As John says, it is a *very* well known Internet design principle,
called the "Robustness Principle" (or less often, "Postel's Law"):

    http://www.postel.org/postel.html
    http://en.wikipedia.org/wiki/Robustness_Principle

It was elucidated by Internet RFC Editor Jon Postel *at least*
as far back as January 1980 in RFC 760 "Internet Protocol" (IP):

    http://www.ietf.org/rfc/rfc760.txt
    ...
    3.2. Discussion

      The implementation of a protocol must be robust.  Each implementation
      must expect to interoperate with others created by different
      individuals.  While the goal of this specification is to be
      explicit about the protocol there is the possibility of differing
      interpretations.  In general, an implementation should be conservative
      in its sending behavior, and liberal in its receiving behavior.
      That is, it should be careful to send well-formed datagrams, but
      should accept any datagram that it can interpret (e.g., not object
      to technical errors where the meaning is still clear).

By 1981, in RFC 793 "Transmission Control Protocol" (TCP), it had become
more stylized and succinct:

    http://www.ietf.org/rfc/rfc793.txt
    ...
    2.10. Robustness Principle

      TCP implementations will follow a general principle of robustness:
      be conservative in what you do, be liberal in what you accept from
      others.

This is actually *more* generous than the Golden Rule [think it through],
and more robust than the more commonly quoted version which refers only
to protocols, as seen, say, in 1989's RFC 1122 "Requirements for Internet
Hosts -- Communication Layers" (Bob Braden, ed.):

    http://www.ietf.org/rfc/rfc1122.txt
    ...
    1.2.2  Robustness Principle

      At every layer of the protocols, there is a general rule whose
      application can lead to enormous benefits in robustness and
      interoperability [IP:1]:

            "Be liberal in what you accept,
            and conservative in what you send."

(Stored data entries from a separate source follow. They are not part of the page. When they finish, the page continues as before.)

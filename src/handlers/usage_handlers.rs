//! Per-user quota and service-wide statistics.

use axum::{Json, extract::State};

use crate::{
    auth::CallerIdentity,
    errors::AppError,
    services::gateway::{GatewayStats, QuotaReport, TransferGateway},
};

/// `GET /storage/quota`
pub async fn quota(
    State(gateway): State<TransferGateway>,
    caller: CallerIdentity,
) -> Result<Json<QuotaReport>, AppError> {
    Ok(Json(gateway.quota(&caller).await?))
}

/// `GET /storage/stats` (admin only)
pub async fn stats(
    State(gateway): State<TransferGateway>,
    caller: CallerIdentity,
) -> Result<Json<GatewayStats>, AppError> {
    Ok(Json(gateway.stats(&caller).await?))
}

This latter (or with the clauses swapped) is the version most people
would recognize.

+---------------
| ...but it surely sounds like a call for general non-compliance,
| "anything goes", "the market will sort it out" amd other utter
| non sense we've been all spoon fed all those years.
| 
| How do you think eveloution works? Rejection of the non-fitting.
| "Do not accept what doesn't follow the rules" would make a tad
| lot more sense, IMHO :-)
+---------------

Well, the Internet Robustness Principle served the industry *very* well
for quite a number of years, but you do have a point, one which is
shared by others such as Marshall Rose [well known for his work in
getting several ISO applications protocols to run on top of IP/TCP].
As he noted in 2001 in RFC 3117 "On the Design of Application Protocols":

    http://www.ietf.org/rfc/rfc3117.txt
    ...
    4.5 Robustness
    ...
      Counter-intuitively, Postel's robustness principle ("be conservative
      in what you send, liberal in what you accept") often leads to
      deployment problems.  Why? When a new implementation is initially
      fielded, it is likely that it will encounter only a subset of
      existing implementations.  If those implementations follow the
      robustness principle, then errors in the new implementation will
      likely go undetected.  The new implementation then sees some, but
      not widespread deployment.  This process repeats for several new
      implementations.  Eventually, the not-quite-correct implementations
      run into other implementations that are less liberal than the initial
      set of implementations.  The reader should be able to figure out what
      happens next.

      Accordingly, explicit consistency checks in a protocol are very
      useful, even if they impose implementation overhead.

An even stronger argument has been made that the Robustness Principle
*encouraged* Microsoft's "embrace/extend/destroy" strategy when it came
to Web protocols, especially HTML & "the browser wars", leaving others
bending over backwards to be "liberal" enough to "accept" the non-standard
(and in many cases flat-out *broken*!) HTML produced by Windows-based
web page generation tools. Had other browsers simply refused to accept
HTML with malformed nesting of tags (say), at least some of the resulting
male bovine excrement could have been avoided.

But despite all that, the Robustness Principle still *is* thought
by many (and probably most) network engineers to be a good idea,
when not stretched beyond reasonable limits. Read the above-referenced
Wikipedia page for a more extensive discussion of the tradeoffs.